Since the PSC also approved escrow accounting treatment of transmission costs WP&L's income statement will reflect transmission expenses based on what was reflected in the settlement. The difference between the actual transmission costs billed to WP&L and those reflected in the settlement will accumulate in a regulatory liability with no impact to earnings in 2015. The amount accumulated in this regulatory liability will be another mechanism to be used to minimize future rate increases for our Wisconsin customers.
During 2015 IPL will provide tax benefit rider billing credits to electric and gas customers of approximately $72 million. In comparison the 2014 tax benefit rider billing credits were $82 million. The actual earnings impact of the 2014 tax benefit riders as well as the projected quarterly earnings impact of the 2015 tax benefit rider is provided on slide 8. As in prior years the tax benefit riders have a quarterly timing impact but are not anticipated to impact full year 2015 results.
In our ongoing management of customer bills we have elected to pursue two additional tax accounting method changes for IPL. These accounting changes will accumulate benefits in a regulatory liability which will then be passed through to customers as billing credits. IPLs unique flow through tax accounting convention allows for this treatment.

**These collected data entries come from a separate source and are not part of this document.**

//! Bounding Volume Hierarchy (BVH) acceleration structure.
//!
//! Built once by recursive median split: the split axis cycles X, Y, Z with
//! depth, objects are ordered by the min corner of their boxes on that axis,
//! and each leaf holds exactly one object.

use prism_math::{Aabb, Interval, Ray};

use crate::hittable::{HitRecord, Hittable};
use crate::object::Object;

/// BVH node - a branch with two children or a leaf with one object.
pub enum BvhNode {
    Branch {
        left: Box<BvhNode>,
        right: Box<BvhNode>,
        bbox: Aabb,
    },
    Leaf {
        /// Index into the owning `Bvh`'s object list
        object: usize,
        bbox: Aabb,
    },
}

impl BvhNode {
    fn bbox(&self) -> &Aabb {
        match self {
            BvhNode::Branch { bbox, .. } | BvhNode::Leaf { bbox, .. } => bbox,
        }
    }

    fn count(&self) -> usize {
        match self {
            BvhNode::Branch { left, right, .. } => 1 + left.count() + right.count(),
            BvhNode::Leaf { .. } => 1,
        }
    }

    fn depth(&self) -> usize {
        match self {
            BvhNode::Branch { left, right, .. } => 1 + left.depth().max(right.depth()),
            BvhNode::Leaf { .. } => 1,
        }
    }
}

/// A BVH owning the objects it indexes.
pub struct Bvh {
    objects: Vec<Object>,
    root: Option<BvhNode>,
}

impl Bvh {
    pub fn new(objects: Vec<Object>) -> Self {
        let mut indices: Vec<usize> = (0..objects.len()).collect();
        let root = if objects.is_empty() {
            None
        } else {
            Some(Self::build(&objects, &mut indices, 0))
        };

        Self { objects, root }
    }

    /// Recursive construction over a non-empty index slice.
    fn build(objects: &[Object], indices: &mut [usize], depth: usize) -> BvhNode {
        if let [object] = *indices {
            return BvhNode::Leaf {
                object,
                bbox: objects[object].bounding_box(),
            };
        }

        let axis = depth % 3;

        // Stable, so ties keep their declaration order
        indices.sort_by(|&a, &b| {
            Aabb::cmp_min(&objects[a].bounding_box(), &objects[b].bounding_box(), axis)
        });

        let mid = indices.len() / 2;
        let (left_indices, right_indices) = indices.split_at_mut(mid);

        let left = Self::build(objects, left_indices, depth + 1);
        let right = Self::build(objects, right_indices, depth + 1);
        let bbox = Aabb::surrounding(left.bbox(), right.bbox());

        BvhNode::Branch {
            left: Box::new(left),
            right: Box::new(right),
            bbox,
        }
    }

    pub fn len(&self) -> usize {
        self.objects.len()
    }

    pub fn is_empty(&self) -> bool {
        self.objects.is_empty()
    }

    pub fn objects(&self) -> &[Object] {
        &self.objects
    }

    pub fn root(&self) -> Option<&BvhNode> {
        self.root.as_ref()
    }

    /// Total number of nodes (branches and leaves).
    pub fn node_count(&self) -> usize {
        self.root.as_ref().map_or(0, BvhNode::count)
    }

    /// Number of levels, 1 for a single leaf.
    pub fn depth(&self) -> usize {
        self.root.as_ref().map_or(0, BvhNode::depth)
    }

    /// Depth-first traversal. The caller has already checked `node`'s box.
    fn hit_node(&self, node: &BvhNode, ray: &Ray, ray_t: Interval, rec: &mut HitRecord) -> bool {
        match node {
            BvhNode::Leaf { object, .. } => self.objects[*object].hit(ray, ray_t, rec),

            BvhNode::Branch { left, right, .. } => {
                let left_span = left.bbox().clip(ray, ray_t);
                let right_span = right.bbox().clip(ray, ray_t);

                // Nearer box first
                let (first, second) = match (left_span, right_span) {
                    (None, None) => return false,
                    (Some(_), None) => return self.hit_node(left, ray, ray_t, rec),
                    (None, Some(_)) => return self.hit_node(right, ray, ray_t, rec),
                    (Some(l), Some(r)) if r.min < l.min => (right, left),
                    _ => (left, right),
                };

                let hit_first = self.hit_node(first, ray, ray_t, rec);

                // A box hit is no guarantee of a geometry hit, so the sibling
                // is always considered, within the tightened window
                let window = if hit_first {
                    ray_t.with_max(rec.t)
                } else {
                    ray_t
                };
                let hit_second =
                    second.bbox().hit(ray, window) && self.hit_node(second, ray, window, rec);

                hit_first || hit_second
            }
        }
    }
}

impl Hittable for Bvh {
    fn hit(&self, ray: &Ray, ray_t: Interval, rec: &mut HitRecord) -> bool {
        match &self.root {
            Some(root) if root.bbox().hit(ray, ray_t) => self.hit_node(root, ray, ray_t, rec),
            _ => false,
        }
    }

    fn bounding_box(&self) -> Aabb {
        self.root.as_ref().map_or(Aabb::EMPTY, |root| *root.bbox())
    }
}
//! Renderer-agnostic scene description.
//!
//! A `SceneDescription` is what the loader produces: plain data, with
//! objects referring to materials by name. The renderer validates it and
//! turns it into an intersectable scene.

use std::fmt;
use std::str::FromStr;

use prism_math::{Camera, DMat4, DVec3, UVec2};

use crate::material::MaterialTable;
use crate::shape::Shape;

/// A spherical area light. Radius 0 is a point light.
#[derive(Clone, Copy, Debug, PartialEq)]
pub struct SphericalLight {
    pub position: DVec3,

    /// Emitted radiance (RGB)
    pub emission: DVec3,

    pub radius: f64,
}

impl SphericalLight {
    pub fn point(position: DVec3, emission: DVec3) -> Self {
        Self {
            position,
            emission,
            radius: 0.0,
        }
    }

    pub fn with_radius(mut self, radius: f64) -> Self {
        self.radius = radius;
        self
    }

    pub fn is_point(&self) -> bool {
        self.radius <= 0.0
    }
}

/// A shape placed in the world with a material.
#[derive(Clone, Debug)]
pub struct SceneObject {
    pub shape: Shape,

    /// Object-to-world transform
    pub transform: DMat4,

    /// Key into the scene's `MaterialTable`
    pub material: String,
}

impl SceneObject {
    pub fn new(shape: Shape, material: impl Into<String>) -> Self {
        Self {
            shape,
            transform: DMat4::IDENTITY,
            material: material.into(),
        }
    }

    pub fn with_transform(mut self, transform: DMat4) -> Self {
        self.transform = transform;
        self
    }
}

/// Acceleration strategy for nearest-hit queries.
#[derive(Clone, Copy, Debug, Default, PartialEq, Eq, Hash)]
pub enum ContainerKind {
    #[default]
    Bvh,
    Naive,
}

impl fmt::Display for ContainerKind {
    fn fmt(&self, f: &mut fmt::Formatter<'_>) -> fmt::Result {
        match self {
            ContainerKind::Bvh => write!(f, "BVH"),
            ContainerKind::Naive => write!(f, "Naive"),
        }
    }
}

impl FromStr for ContainerKind {
    type Err = String;

    /// Case-insensitive: "BVH" / "bvh", "Naive" / "naive".
    fn from_str(s: &str) -> Result<Self, Self::Err> {
        match s.to_ascii_lowercase().as_str() {
            "bvh" => Ok(ContainerKind::Bvh),
            "naive" => Ok(ContainerKind::Naive),
            _ => Err(format!("unknown container '{}', expected BVH or Naive", s)),
        }
    }
}

/// Sampling and recursion parameters carried by the scene file.
#[derive(Clone, Copy, Debug, PartialEq)]
pub struct RenderOptions {
    /// Image size in pixels (width, height)
    pub resolution: UVec2,

    pub samples_per_pixel: u32,

    /// Sample jitter in pixels, applied on both axes
    pub jitter_radius: f64,

    /// Maximum number of reflection/refraction bounces
    pub max_ray_depth: u32,

    pub ambient_light: DVec3,
}

impl Default for RenderOptions {
    fn default() -> Self {
        Self {
            resolution: UVec2::new(640, 640),
            samples_per_pixel: 1,
            jitter_radius: 0.0,
            max_ray_depth: 0,
            ambient_light: DVec3::ZERO,
        }
    }
}

/// Everything needed to render a frame, before acceleration structures exist.
#[derive(Clone, Debug, Default)]
pub struct SceneDescription {
    pub options: RenderOptions,
    pub camera: Camera,
    pub lights: Vec<SphericalLight>,
    pub materials: MaterialTable,
    pub objects: Vec<SceneObject>,
    pub container: ContainerKind,
}

impl SceneDescription {
    pub fn new() -> Self {
        Self::default()
    }

    /// Total triangle count over all mesh objects.
    pub fn triangle_count(&self) -> usize {
        self.objects
            .iter()
            .map(|object| match &object.shape {
                Shape::Mesh(mesh) => mesh.triangle_count(),
                _ => 0,
            })
            .sum()
    }
}
//! Output frame buffer.

use std::path::Path;

use image::{Rgb, RgbImage};
use prism_math::DVec3;

/// Destination of rendered pixels. `(0, 0)` is the bottom-left pixel.
pub trait PixelSink {
    fn set_color(&mut self, x: u32, y: u32, color: DVec3);

    /// `depth` is already normalized to `[0, 1]`.
    fn set_depth(&mut self, x: u32, y: u32, depth: f64);
}

/// Colour and normalized depth buffers, stored bottom row first.
#[derive(Clone, Debug)]
pub struct Frame {
    pub width: u32,
    pub height: u32,
    color: Vec<DVec3>,
    depth: Vec<f64>,
}

impl Frame {
    /// Black colour and far (1.0) depth everywhere.
    pub fn new(width: u32, height: u32) -> Self {
        let len = width as usize * height as usize;
        Self {
            width,
            height,
            color: vec![DVec3::ZERO; len],
            depth: vec![1.0; len],
        }
    }

    fn index(&self, x: u32, y: u32) -> Option<usize> {
        (x < self.width && y < self.height)
            .then(|| y as usize * self.width as usize + x as usize)
    }

    pub fn get_color(&self, x: u32, y: u32) -> Option<DVec3> {
        self.index(x, y).map(|i| self.color[i])
    }

    pub fn get_depth(&self, x: u32, y: u32) -> Option<f64> {
        self.index(x, y).map(|i| self.depth[i])
    }

    /// 8-bit colour image, top row first.
    pub fn to_rgb8_color(&self) -> RgbImage {
        self.to_rgb8(|frame, i| frame.color[i])
    }

    /// 8-bit grey depth image, top row first.
    pub fn to_rgb8_depth(&self) -> RgbImage {
        self.to_rgb8(|frame, i| DVec3::splat(frame.depth[i]))
    }

    fn to_rgb8(&self, value: impl Fn(&Self, usize) -> DVec3) -> RgbImage {
        RgbImage::from_fn(self.width, self.height, |x, row| {
            let y = self.height - 1 - row;
            let c = value(self, y as usize * self.width as usize + x as usize);
            Rgb([to_byte(c.x), to_byte(c.y), to_byte(c.z)])
        })
    }

    /// Write the colour buffer; the format follows the file extension.
    pub fn save_color(&self, path: impl AsRef<Path>) -> image::ImageResult<()> {
        self.to_rgb8_color().save(path)
    }

    /// Write the depth buffer; the format follows the file extension.
    pub fn save_depth(&self, path: impl AsRef<Path>) -> image::ImageResult<()> {
        self.to_rgb8_depth().save(path)
    }
}

impl PixelSink for Frame {
    fn set_color(&mut self, x: u32, y: u32, color: DVec3) {
        if let Some(i) = self.index(x, y) {
            self.color[i] = color;
        }
    }

    fn set_depth(&mut self, x: u32, y: u32, depth: f64) {
        if let Some(i) = self.index(x, y) {
            self.depth[i] = depth;
        }
    }
}

#[inline]
fn to_byte(v: f64) -> u8 {
    (v.clamp(0.0, 1.0) * 255.0).round() as u8
}
//! Primary ray generation.

use prism_math::{Camera, CameraBasis, DVec2, DVec3, Ray, UVec2};
use rand::{Rng, RngCore};

/// Maps pixel coordinates to world-space camera rays.
///
/// Pixel (0, 0) is the bottom-left corner of the image. The image plane
/// sits at unit distance along the camera's forward axis.
#[derive(Debug, Clone, Copy)]
pub struct RayGenerator {
    origin: DVec3,
    basis: CameraBasis,
    half_extents: DVec2,
    resolution: DVec2,
}

impl RayGenerator {
    pub fn new(camera: &Camera, resolution: UVec2) -> Self {
        Self {
            origin: camera.position,
            basis: camera.basis(),
            half_extents: camera.viewport_half_extents(),
            resolution: resolution.as_dvec2(),
        }
    }

    /// Ray through pixel `(x, y)` offset by `jitter` pixels from its centre.
    /// The direction is unit length, so hit parameters are distances.
    pub fn ray(&self, x: u32, y: u32, jitter: DVec2) -> Ray {
        let pixel = DVec2::new(x as f64, y as f64) + DVec2::splat(0.5) + jitter;
        let ndc = pixel / self.resolution * 2.0 - DVec2::ONE;

        let on_plane = self.basis.forward
            + self.basis.right * (ndc.x * self.half_extents.x)
            + self.basis.up * (ndc.y * self.half_extents.y);

        Ray::new(self.origin, on_plane.normalize())
    }

    /// Uniform offset in `[-radius, radius]` on both axes.
    pub fn sample_jitter(radius: f64, rng: &mut dyn RngCore) -> DVec2 {
        if radius > 0.0 {
            DVec2::new(
                rng.gen_range(-radius..=radius),
                rng.gen_range(-radius..=radius),
            )
        } else {
            DVec2::ZERO
        }
    }
}

#[cfg(test)]
mod tests {
    use super::*;
    use rand::rngs::StdRng;
    use rand::SeedableRng;

    fn generator() -> RayGenerator {
        let camera = Camera {
            fov_y: 90.0,
            ..Camera::default()
        };
        RayGenerator::new(&camera, UVec2::new(2, 2))
    }

    #[test]
    fn test_centre_of_odd_image_looks_forward() {
        let generator = RayGenerator::new(&Camera::default(), UVec2::new(3, 3));
        let ray = generator.ray(1, 1, DVec2::ZERO);

        assert!((ray.direction - DVec3::Z).length() < 1e-12);
        assert_eq!(ray.origin, DVec3::ZERO);
    }

    #[test]
    fn test_bottom_left_pixel() {
        // 90 degree fov: half extents are 1, pixel (0, 0) centre is ndc (-0.5, -0.5)
        // right = forward x up = Z x Y = -X
        let ray = generator().ray(0, 0, DVec2::ZERO);
        let expected = DVec3::new(0.5, -0.5, 1.0).normalize();

        assert!((ray.direction - expected).length() < 1e-12, "{:?}", ray.direction);
    }

    #[test]
    fn test_jitter_moves_ray_within_pixel_range() {
        let g = generator();
        let centre = g.ray(0, 0, DVec2::ZERO);
        let shifted = g.ray(0, 0, DVec2::new(0.5, 0.0));
        let neighbour = g.ray(1, 0, DVec2::new(-0.5, 0.0));

        assert!((shifted.direction - neighbour.direction).length() < 1e-12);
        assert!((shifted.direction - centre.direction).length() > 0.0);
    }

    #[test]
    fn test_sample_jitter_bounds() {
        let mut rng = StdRng::seed_from_u64(5);
        assert_eq!(RayGenerator::sample_jitter(0.0, &mut rng), DVec2::ZERO);

        for _ in 0..100 {
            let j = RayGenerator::sample_jitter(0.25, &mut rng);
            assert!(j.x.abs() <= 0.25 && j.y.abs() <= 0.25);
        }
    }
}
use crate::DVec3;

/// A ray in 3D space with an origin and a direction.
///
/// The direction is not required to be unit length. Rays are immutable
/// values; transforming a ray into another frame produces a new one.
#[derive(Debug, Copy, Clone, PartialEq)]
pub struct Ray {
    pub origin: DVec3,
    pub direction: DVec3,
}

impl Ray {
    /// Create a new ray.
    #[inline]
    pub fn new(origin: DVec3, direction: DVec3) -> Self {
        Self { origin, direction }
    }

    /// Get the point along the ray at parameter t.
    ///
    /// Returns: origin + t * direction
    #[inline]
    pub fn at(&self, t: f64) -> DVec3 {
        self.origin + self.direction * t
    }

    /// Same ray with a unit-length direction.
    #[inline]
    pub fn normalized(&self) -> Self {
        Self::new(self.origin, self.direction.normalize())
    }
}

The first accounting change relates to current deduction of certain repair expenditures of electric generation assets for tax purposes. The second accounting change is due to the tax treatment of the cost retrievable expenditures related to the partial disposition assets. The total expected billing credits to customers from these two tax accounting method changes is approximately $75 million and is subject to final IRS and IUB approval.
We have proposed to refund this second tax benefit rider after 2016 which is when the regulatory liability related to the first tax benefit rider is expected to be fully utilized. The difference between the statutory tax rates for IPL, WP&L and AEC and the actual and forecasted effective tax rates for 2014 and 2015 is provided on slide 9. As noted on the slide, the consolidated AEC effective tax is forecasted to increase to 17% from 10%.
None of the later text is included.